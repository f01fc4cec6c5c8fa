use super::domain::{Course, CourseId, Instructor, Price};

struct Entry {
    id: &'static str,
    title: &'static str,
    description: &'static str,
    instructor: (&'static str, f64, u32),
    level: &'static str,
    difficulty: &'static str,
    department: &'static str,
    tags: &'static [&'static str],
    learning_style: &'static [&'static str],
    price: f64,
    hours_per_week: f64,
    duration_weeks: u32,
    rating: (f64, u64),
    format: &'static str,
    topics: &'static [&'static str],
    skills_gained: &'static [&'static str],
}

const ENTRIES: &[Entry] = &[
    Entry {
        id: "101",
        title: "Introduction to Programming with Python",
        description: "Learn variables, control flow and functions by building small tools.",
        instructor: ("Dr. Sarah Chen", 4.8, 12),
        level: "Beginner",
        difficulty: "easy",
        department: "Computer Science",
        tags: &["Programming", "Python", "Coding"],
        learning_style: &["visual", "kinesthetic"],
        price: 199.0,
        hours_per_week: 5.0,
        duration_weeks: 8,
        rating: (4.7, 1840),
        format: "Online",
        topics: &["Variables", "Loops", "Functions"],
        skills_gained: &["Python basics", "Problem solving"],
    },
    Entry {
        id: "102",
        title: "Foundations of Artificial Intelligence",
        description: "A gentle tour of search, reasoning and machine learning ideas.",
        instructor: ("Prof. Daniel Okoye", 4.9, 15),
        level: "Beginner",
        difficulty: "easy",
        department: "Artificial Intelligence",
        tags: &["AI", "ML", "Neural Networks"],
        learning_style: &["visual", "reading/writing"],
        price: 349.0,
        hours_per_week: 6.0,
        duration_weeks: 10,
        rating: (4.8, 2210),
        format: "Online",
        topics: &["Search", "Classification", "Ethics"],
        skills_gained: &["Model intuition", "AI literacy"],
    },
    Entry {
        id: "103",
        title: "Applied Machine Learning",
        description: "Train, evaluate and deploy supervised models on real datasets.",
        instructor: ("Dr. Priya Raman", 4.6, 9),
        level: "Intermediate",
        difficulty: "medium",
        department: "Data Science",
        tags: &["Machine Learning", "Python", "Statistics"],
        learning_style: &["kinesthetic", "reading/writing"],
        price: 549.0,
        hours_per_week: 8.0,
        duration_weeks: 12,
        rating: (4.6, 960),
        format: "Hybrid",
        topics: &["Regression", "Trees", "Model evaluation"],
        skills_gained: &["scikit-learn", "Feature engineering"],
    },
    Entry {
        id: "104",
        title: "Deep Learning Systems",
        description: "Build and tune deep networks for vision and language tasks.",
        instructor: ("Dr. Marcus Liu", 4.7, 11),
        level: "Advanced",
        difficulty: "hard",
        department: "Artificial Intelligence",
        tags: &["AI", "Deep Learning", "GPU"],
        learning_style: &["visual", "kinesthetic"],
        price: 899.0,
        hours_per_week: 12.0,
        duration_weeks: 14,
        rating: (4.7, 640),
        format: "Online",
        topics: &["CNNs", "Transformers", "Optimization"],
        skills_gained: &["PyTorch", "Model tuning"],
    },
    Entry {
        id: "105",
        title: "Mindful Leadership",
        description: "Lead teams with focus, empathy and sustainable habits.",
        instructor: ("Amara Johnson", 4.5, 7),
        level: "Intermediate",
        difficulty: "easy",
        department: "Business",
        tags: &["Leadership", "Mindfulness", "Management"],
        learning_style: &["auditory", "reading/writing"],
        price: 299.0,
        hours_per_week: 3.0,
        duration_weeks: 6,
        rating: (4.4, 410),
        format: "Online",
        topics: &["Self-awareness", "Feedback", "Resilience"],
        skills_gained: &["Coaching", "Stress management"],
    },
    Entry {
        id: "106",
        title: "Watercolor Landscapes",
        description: "Layering, washes and composition for outdoor painting.",
        instructor: ("Elena Rossi", 4.9, 20),
        level: "Beginner",
        difficulty: "medium",
        department: "Fine Arts",
        tags: &["Painting", "Art", "Design"],
        learning_style: &["visual", "kinesthetic"],
        price: 149.0,
        hours_per_week: 4.0,
        duration_weeks: 6,
        rating: (4.9, 530),
        format: "In-person",
        topics: &["Washes", "Color theory", "Composition"],
        skills_gained: &["Watercolor technique"],
    },
    Entry {
        id: "107",
        title: "Conversational Spanish",
        description: "Everyday speaking practice with native-speaker sessions.",
        instructor: ("Luis Fernández", 4.6, 10),
        level: "Beginner",
        difficulty: "easy",
        department: "Languages",
        tags: &["Spanish", "Languages", "Speaking"],
        learning_style: &["auditory", "kinesthetic"],
        price: 249.0,
        hours_per_week: 4.0,
        duration_weeks: 10,
        rating: (4.5, 1200),
        format: "Online",
        topics: &["Greetings", "Travel", "Small talk"],
        skills_gained: &["Spoken Spanish"],
    },
    Entry {
        id: "108",
        title: "Cognitive Psychology",
        description: "How memory, attention and perception shape learning.",
        instructor: ("Dr. Hannah Weiss", 4.7, 14),
        level: "Intermediate",
        difficulty: "medium",
        department: "Psychology",
        tags: &["Psychology", "Memory", "Learning Science"],
        learning_style: &["reading/writing", "auditory"],
        price: 429.0,
        hours_per_week: 6.0,
        duration_weeks: 12,
        rating: (4.6, 780),
        format: "Hybrid",
        topics: &["Attention", "Memory", "Perception"],
        skills_gained: &["Study strategy design"],
    },
    Entry {
        id: "109",
        title: "Quantitative Finance",
        description: "Pricing models, risk and portfolio construction.",
        instructor: ("Dr. Robert Adeyemi", 4.4, 18),
        level: "Advanced",
        difficulty: "hard",
        department: "Finance",
        tags: &["Finance", "Statistics", "Investing"],
        learning_style: &["reading/writing"],
        price: 1199.0,
        hours_per_week: 10.0,
        duration_weeks: 16,
        rating: (4.3, 310),
        format: "Online",
        topics: &["Options", "Risk", "Portfolios"],
        skills_gained: &["Financial modeling"],
    },
    Entry {
        id: "110",
        title: "Climate and Ecosystems",
        description: "Field-informed introduction to climate science and ecology.",
        instructor: ("Dr. Maya Thompson", 4.8, 13),
        level: "Beginner",
        difficulty: "medium",
        department: "Environmental Studies",
        tags: &["Climate", "Sustainability", "Ecology"],
        learning_style: &["visual", "auditory"],
        price: 0.0,
        hours_per_week: 3.0,
        duration_weeks: 8,
        rating: (4.7, 2650),
        format: "Online",
        topics: &["Carbon cycle", "Biodiversity"],
        skills_gained: &["Environmental literacy"],
    },
    Entry {
        id: "111",
        title: "Music Theory and Composition",
        description: "Harmony, rhythm and songwriting from first principles.",
        instructor: ("Jonah Brooks", 4.6, 16),
        level: "Intermediate",
        difficulty: "medium",
        department: "Music",
        tags: &["Music", "Composition", "Harmony"],
        learning_style: &["auditory", "kinesthetic"],
        price: 699.0,
        hours_per_week: 5.0,
        duration_weeks: 10,
        rating: (4.5, 450),
        format: "Online",
        topics: &["Scales", "Chords", "Form"],
        skills_gained: &["Songwriting"],
    },
    Entry {
        id: "112",
        title: "Ethics of Technology",
        description: "Philosophical tools for reasoning about AI, privacy and power.",
        instructor: ("Prof. Ines Moreau", 4.7, 22),
        level: "Advanced",
        difficulty: "medium",
        department: "Philosophy",
        tags: &["Philosophy", "Ethics", "AI"],
        learning_style: &["reading/writing", "auditory"],
        price: 749.0,
        hours_per_week: 4.0,
        duration_weeks: 8,
        rating: (4.8, 290),
        format: "Seminar",
        topics: &["Privacy", "Fairness", "Autonomy"],
        skills_gained: &["Ethical analysis"],
    },
];

pub(crate) fn courses() -> Vec<Course> {
    ENTRIES.iter().map(Entry::to_course).collect()
}

impl Entry {
    fn to_course(&self) -> Course {
        let (instructor, instructor_rating, years_teaching) = self.instructor;
        Course {
            course_id: CourseId::from(self.id),
            title: self.title.to_string(),
            description: self.description.to_string(),
            instructor: Instructor {
                name: instructor.to_string(),
                rating: instructor_rating,
                years_teaching,
            },
            level: self.level.to_string(),
            difficulty: self.difficulty.to_string(),
            department: self.department.to_string(),
            tags: owned(self.tags),
            learning_style: owned(self.learning_style),
            price: Price {
                amount: self.price,
                currency: "USD".to_string(),
            },
            hours_per_week: self.hours_per_week,
            duration_weeks: self.duration_weeks,
            rating: self.rating.0,
            total_ratings: self.rating.1,
            language: "English".to_string(),
            format: self.format.to_string(),
            topics: owned(self.topics),
            skills_gained: owned(self.skills_gained),
        }
    }
}

fn owned(values: &[&str]) -> Vec<String> {
    values.iter().map(|value| value.to_string()).collect()
}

────────

Action item: Your answer should be one number: how many lines of the records hold "Spanish".

Task result: 3